Sur l’œuvre de Vivian Maier.
Une après-midi au zoo de Central Park.
Un homme, un enfant, un chapeau, un ballon de baudruche,
L’enfant, poupée en manteau de laine et culotte couche,
Le visage de l’homme noir caché par le ballon blanc,
Tous les deux assis sur un banc.
*
Des femmes aux jambes gainées dans des collants rosés,
Les pieds enfermés dans des chaussures coquettes,
Déroulant sur le trottoir leurs pas légers,
Sac à mains pendant sous leurs manchettes,
Traversent la ville le long des vitrines miroitantes de la 5e Avenue.
*
Les citadins de New York lisent les journaux,
Dépliés, actuels, les quotidiens offrent leurs informations aux yeux de la rue,
Kidnaper calls dad : “baby alive”.
*
Accepteriez-vous de poser ?
Sur les visages, les regards sont tour à tour tristes, complices, courroucés,
Résignés, fuyants, étonnés ou sages,
Prisonniers parfois, comme celui-ci, regardez !, celui de cette dame derrière sa voilette en grillage.
*
Vivian Maier apparaît,
Avec ce nez, Ô ce nez, mais quel nez !
Mutin, retroussé, narines en V inversé, quasi ostentatoire,
Petite montagne aux deux grottes noires,
Pointe vers le haut, fier, il s’étire.
Dans les cheveux, la raie est de côté,
La femme est bien mise,
L’ombre coiffée d’un chapeau, sur le sol, s’étire.
*
Les passants traînent leur sac, leur parapluie, leurs pensées,
Deux hommes en cravate échangent des idées,
La bourgeoise appelle,
L’autorité s’amuse ;
L’immigrée interpelle,
L’autorité récuse.
*
Le regard se pose sur d’autres regardant le ballet ;
Des vieux inspectent un tuyau enroulé ;
Un gosse grimpe sur un carton,
Il pourrait en faire sa maison.
*
Les escarpins à talon des élégantes
Foulent le bitume, pieds sanglés, chevilles apparentes.

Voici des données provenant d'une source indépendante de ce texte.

//! Domain logic for the quest lifecycle and progression engine.
//!
//! Everything in this crate is pure and synchronous: no database access,
//! no HTTP types. The `db` and `api` crates build on these rules.

pub mod error;
pub mod progression;
pub mod quest;
pub mod shop;
pub mod types;
pub mod verification;
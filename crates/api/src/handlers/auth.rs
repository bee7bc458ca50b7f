//! Handlers for the `/auth` resource (register, login).

use axum::extract::State;
use axum::http::StatusCode;
use axum::Json;
use questlog_core::error::CoreError;
use questlog_db::models::user::{CreateUser, User, UserResponse};
use questlog_db::repositories::UserRepo;
use serde::{Deserialize, Serialize};
use validator::Validate;

use crate::auth::jwt::generate_access_token;
use crate::auth::password::{hash_password, validate_password_strength, verify_password};
use crate::error::{AppError, AppResult};
use crate::extract::AppJson;
use crate::state::AppState;

// ---------------------------------------------------------------------------
// Request / response types
// ---------------------------------------------------------------------------

/// Request body for `POST /auth/register`.
#[derive(Debug, Deserialize, Validate)]
pub struct RegisterRequest {
    #[validate(email(message = "must be a valid email address"))]
    pub email: String,
    pub password: String,
    #[validate(length(min = 3, max = 32, message = "must be 3 to 32 characters"))]
    pub username: String,
}

/// Request body for `POST /auth/login`.
#[derive(Debug, Deserialize, Validate)]
pub struct LoginRequest {
    #[validate(email(message = "must be a valid email address"))]
    pub email: String,
    pub password: String,
}

/// Successful authentication response returned by register and login.
#[derive(Debug, Serialize)]
pub struct AuthResponse {
    pub token: String,
    pub user: UserResponse,
}

// ---------------------------------------------------------------------------
// Handlers
// ---------------------------------------------------------------------------

/// POST /api/auth/register
///
/// Create an account and return a token for it.
pub async fn register(
    State(state): State<AppState>,
    AppJson(input): AppJson<RegisterRequest>,
) -> AppResult<(StatusCode, Json<AuthResponse>)> {
    input.validate()?;
    validate_password_strength(&input.password, state.config.min_password_length)
        .map_err(|msg| AppError::Core(CoreError::Validation(msg)))?;

    let email = input.email.trim().to_lowercase();
    let username = input.username.trim().to_string();

    if UserRepo::find_by_email(&state.pool, &email).await?.is_some() {
        return Err(AppError::Core(CoreError::Conflict(
            "Email is already registered".into(),
        )));
    }
    if UserRepo::find_by_username(&state.pool, &username)
        .await?
        .is_some()
    {
        return Err(AppError::Core(CoreError::Conflict(
            "Username is already taken".into(),
        )));
    }

    let password_hash = hash_password(&input.password)
        .map_err(|e| AppError::InternalError(format!("Password hashing error: {e}")))?;

    // A concurrent registration can still race past the checks above; the
    // unique constraints turn that into a 409 as well.
    let user = UserRepo::create(
        &state.pool,
        &CreateUser {
            username,
            email,
            password_hash,
        },
    )
    .await?;

    tracing::info!(user_id = user.id, username = %user.username, "User registered");

    let response = auth_response(&state, user)?;
    Ok((StatusCode::CREATED, Json(response)))
}

/// POST /api/auth/login
///
/// Authenticate with email + password.
pub async fn login(
    State(state): State<AppState>,
    AppJson(input): AppJson<LoginRequest>,
) -> AppResult<Json<AuthResponse>> {
    input.validate()?;

    let invalid = || AppError::Core(CoreError::Unauthorized("Invalid email or password".into()));

    let email = input.email.trim().to_lowercase();
    let user = UserRepo::find_by_email(&state.pool, &email)
        .await?
        .ok_or_else(invalid)?;

    let password_valid = verify_password(&input.password, &user.password_hash)
        .map_err(|e| AppError::InternalError(format!("Password verification error: {e}")))?;
    if !password_valid {
        tracing::debug!(user_id = user.id, "Rejected login with wrong password");
        return Err(invalid());
    }

    tracing::info!(user_id = user.id, "User logged in");

    Ok(Json(auth_response(&state, user)?))
}

fn auth_response(state: &AppState, user: User) -> AppResult<AuthResponse> {
    let token = generate_access_token(user.id, &state.config.jwt)
        .map_err(|e| AppError::InternalError(format!("Token generation error: {e}")))?;
    Ok(AuthResponse {
        token,
        user: user.into(),
    })
}

#[cfg(test)]
mod tests {
    use super::*;

    #[test]
    fn register_request_rejects_bad_email() {
        let req = RegisterRequest {
            email: "not-an-email".into(),
            password: "long-enough".into(),
            username: "hero".into(),
        };
        let errors = req.validate().unwrap_err();
        assert!(errors.field_errors().contains_key("email"));
    }

    #[test]
    fn register_request_rejects_short_username() {
        let req = RegisterRequest {
            email: "hero@example.com".into(),
            password: "long-enough".into(),
            username: "ab".into(),
        };
        let errors = req.validate().unwrap_err();
        assert!(errors.field_errors().contains_key("username"));
    }

    #[test]
    fn register_request_accepts_valid_input() {
        let req = RegisterRequest {
            email: "hero@example.com".into(),
            password: "long-enough".into(),
            username: "hero".into(),
        };
        assert!(req.validate().is_ok());
    }
}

L’une d’elle parfait son maquillage.
Chercherait-elle à cacher les signes de l’âge ?
*
Les mains de la mère serrent celles des enfants,
Les voitures vont vite, attention en traversant !
Le bras de l’amoureux enlace la femme désirée.
Les marins partent en permission retrouver leur fiancée.
*
La France, Champsaur, la haute vallée,
Avec ses champs quadrillés par les haies,
Loin de l’effervescence urbaine,
Un homme travaille à la fontaine,
Près de la propriété de Beauregard,
Franchement, y a pas de hasard.
*
Les lampadaires font briller la ville qui grelotte sous la neige.
Avec leur long capot grège,
Circulent les autos,
Retour à Chicago.
Un bus passe.
Les mains effleurent les oreilles,
“One way”, “Bus stop”, “space heroes”
Ça klaxonne à côté.
*
Sur le trottoir, ceux-là vont quelque part ;
Un autre s’endort au milieu du tintamarre ;
Celui-ci sur un seuil est assis, la rue est son chez-lui.
Il a les doigts sales, ses vêtements sont élimés.
Sans titre, sans lieu, sans date.
Les femmes distinguées ont les doigts gantés.
*
Des enfants crient, pleurent,
Crotte de nez, jupe plissée,
Enfance malheureuse.
Jeux de cache-cache, pieds nus,
Enfance libre.
*
Le visible et l’invisible.
Les images sont muettes, les lèvres bâillantes, les bouches silencieuses,
Des mots sur un mur crient la révolte des bas-fonds.
*
Des journaux brûlés, ajournés,
Carter claims presidency
Dans une poubelle ajourée.
*
Des lanières, des trous, des formes géométriques,
Des ombres derrière les barreaux métalliques,
Des vitres, des briques,
Le même ou l’identique.
*
La lumière entre les stores,
Un œil, des doigts, une poignée,
La plage derrière la ganivelle,
Des fenêtres, des portes,
Le dehors vu du dedans,
Des lignes de fuite, vers l’horizon,
Au loin, vers le ciel, vers la mer,
Sortir de la ville, de son bruissement incessant,
Revenir au silence des choses.
*
Des fragments, une tresse.
Des mannequins derrière une vitrine, leurs seins de plastique,
Une tête sur une chaise,
La vie disparaît, retour à l’inanimé.
*
Le journal dans le caniveau.
Dans la rigole, le Général Cordero.
*
Gants jetés,
Boîte de conserve rouillée,
Chaussures abandonnées,
Décombres,
Accumulat,
Verre, bouteille,
Le plein et le vide.
Cent-cinquante-mille. Négatifs.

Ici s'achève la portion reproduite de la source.